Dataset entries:
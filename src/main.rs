use clap::Parser;
use nanobanana_proxy::{build_router, AppState, ProxyConfig};
use std::path::PathBuf;
use std::sync::Arc;
use tracing::info;
use tracing_subscriber::{layer::SubscriberExt, util::SubscriberInitExt};

#[derive(Parser)]
#[command(
    name = "nanobanana-proxy",
    about = "Gemini-compatible image generation on top of OpenRouter",
    version
)]
struct Cli {
    /// Path to config file (TOML)
    #[arg(short, long)]
    config: Option<PathBuf>,

    /// Port to listen on (overrides config)
    #[arg(short, long, env = "PORT")]
    port: Option<u16>,

    /// Upstream model id (overrides config)
    #[arg(long)]
    model: Option<String>,

    /// Print config search paths and exit
    #[arg(long)]
    show_config_paths: bool,
}

#[tokio::main]
async fn main() -> anyhow::Result<()> {
    let cli = Cli::parse();

    tracing_subscriber::registry()
        .with(
            tracing_subscriber::EnvFilter::try_from_default_env()
                .unwrap_or_else(|_| "nanobanana_proxy=info,tower_http=info".into()),
        )
        .with(tracing_subscriber::fmt::layer())
        .init();

    if cli.show_config_paths {
        println!("Config search paths:");
        for (i, path) in nanobanana_proxy::config::config_search_paths().iter().enumerate() {
            println!("  {}. {}", i + 1, path.display());
        }
        return Ok(());
    }

    let mut config = ProxyConfig::find_and_load(cli.config.as_deref())?;

    if let Some(port) = cli.port {
        config.port = port;
    }
    if let Some(model) = cli.model {
        config.upstream.model = model;
    }

    info!("nanobanana-proxy v{}", env!("CARGO_PKG_VERSION"));
    info!("  Upstream:    {}", config.upstream.base_url);
    info!("  Model:       {}", config.upstream.model);
    info!(
        "  Quota guard: {} (free-tier marker {:?})",
        if config.quota.enabled { "on" } else { "off" },
        config.quota.free_tier_marker
    );
    info!(
        "  Fallback key: {}",
        if config.fallback_api_key().is_some() {
            format!("${} set", config.upstream.api_key_env)
        } else {
            format!("${} not set", config.upstream.api_key_env)
        }
    );

    let client = reqwest::Client::builder()
        .timeout(config.request_timeout())
        .build()?;

    let port = config.port;
    let state = Arc::new(AppState { config, client });

    let app = build_router(state);
    let bind_addr = format!("0.0.0.0:{port}");
    let listener = tokio::net::TcpListener::bind(&bind_addr).await?;

    info!("Listening on http://{}", bind_addr);
    info!("  Gemini endpoint: http://localhost:{}/v1beta/models/<model>:generateContent", port);

    axum::serve(listener, app).await?;

    Ok(())
}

Work to be completed
Set down the records above once more, exactly as given.

Response area
filename src/main.rs
use clap::Parser;
use nanobanana_proxy::{build_router, AppState, ProxyConfig};
use std::path::PathBuf;
use std::sync::Arc;
use tracing::info;
use tracing_subscriber::{layer::SubscriberExt, util::SubscriberInitExt};

#[derive(Parser)]
#[command(
    name = "nanobanana-proxy",
    about = "Gemini-compatible image generation on top of OpenRouter",
    version
)]
struct Cli {
    /// Path to config file (TOML)
    #[arg(short, long)]
    config: Option<PathBuf>,

    /// Port to listen on (overrides config)
    #[arg(short, long, env = "PORT")]
    port: Option<u16>,

    /// Upstream model id (overrides config)
    #[arg(long)]
    model: Option<String>,

    /// Print config search paths and exit
    #[arg(long)]
    show_config_paths: bool,
}

#[tokio::main]
async fn main() -> anyhow::Result<()> {
    let cli = Cli::parse();

    tracing_subscriber::registry()
        .with(
            tracing_subscriber::EnvFilter::try_from_default_env()
                .unwrap_or_else(|_| "nanobanana_proxy=info,tower_http=info".into()),
        )
        .with(tracing_subscriber::fmt::layer())
        .init();

    if cli.show_config_paths {
        println!("Config search paths:");
        for (i, path) in nanobanana_proxy::config::config_search_paths().iter().enumerate() {
            println!("  {}. {}", i + 1, path.display());
        }
        return Ok(());
    }

    let mut config = ProxyConfig::find_and_load(cli.config.as_deref())?;

    if let Some(port) = cli.port {
        config.port = port;
    }
    if let Some(model) = cli.model {
        config.upstream.model = model;
    }

    info!("nanobanana-proxy v{}", env!("CARGO_PKG_VERSION"));
    info!("  Upstream:    {}", config.upstream.base_url);
    info!("  Model:       {}", config.upstream.model);
    info!(
        "  Quota guard: {} (free-tier marker {:?})",
        if config.quota.enabled { "on" } else { "off" },
        config.quota.free_tier_marker
    );
    info!(
        "  Fallback key: {}",
        if config.fallback_api_key().is_some() {
            format!("${} set", config.upstream.api_key_env)
        } else {
            format!("${} not set", config.upstream.api_key_env)
        }
    );

    let client = reqwest::Client::builder()
        .timeout(config.request_timeout())
        .build()?;

    let port = config.port;
    let state = Arc::new(AppState { config, client });

    let app = build_router(state);
    let bind_addr = format!("0.0.0.0:{port}");
    let listener = tokio::net::TcpListener::bind(&bind_addr).await?;

    info!("Listening on http://{}", bind_addr);
    info!("  Gemini endpoint: http://localhost:{}/v1beta/models/<model>:generateContent", port);

    axum::serve(listener, app).await?;

    Ok(())
}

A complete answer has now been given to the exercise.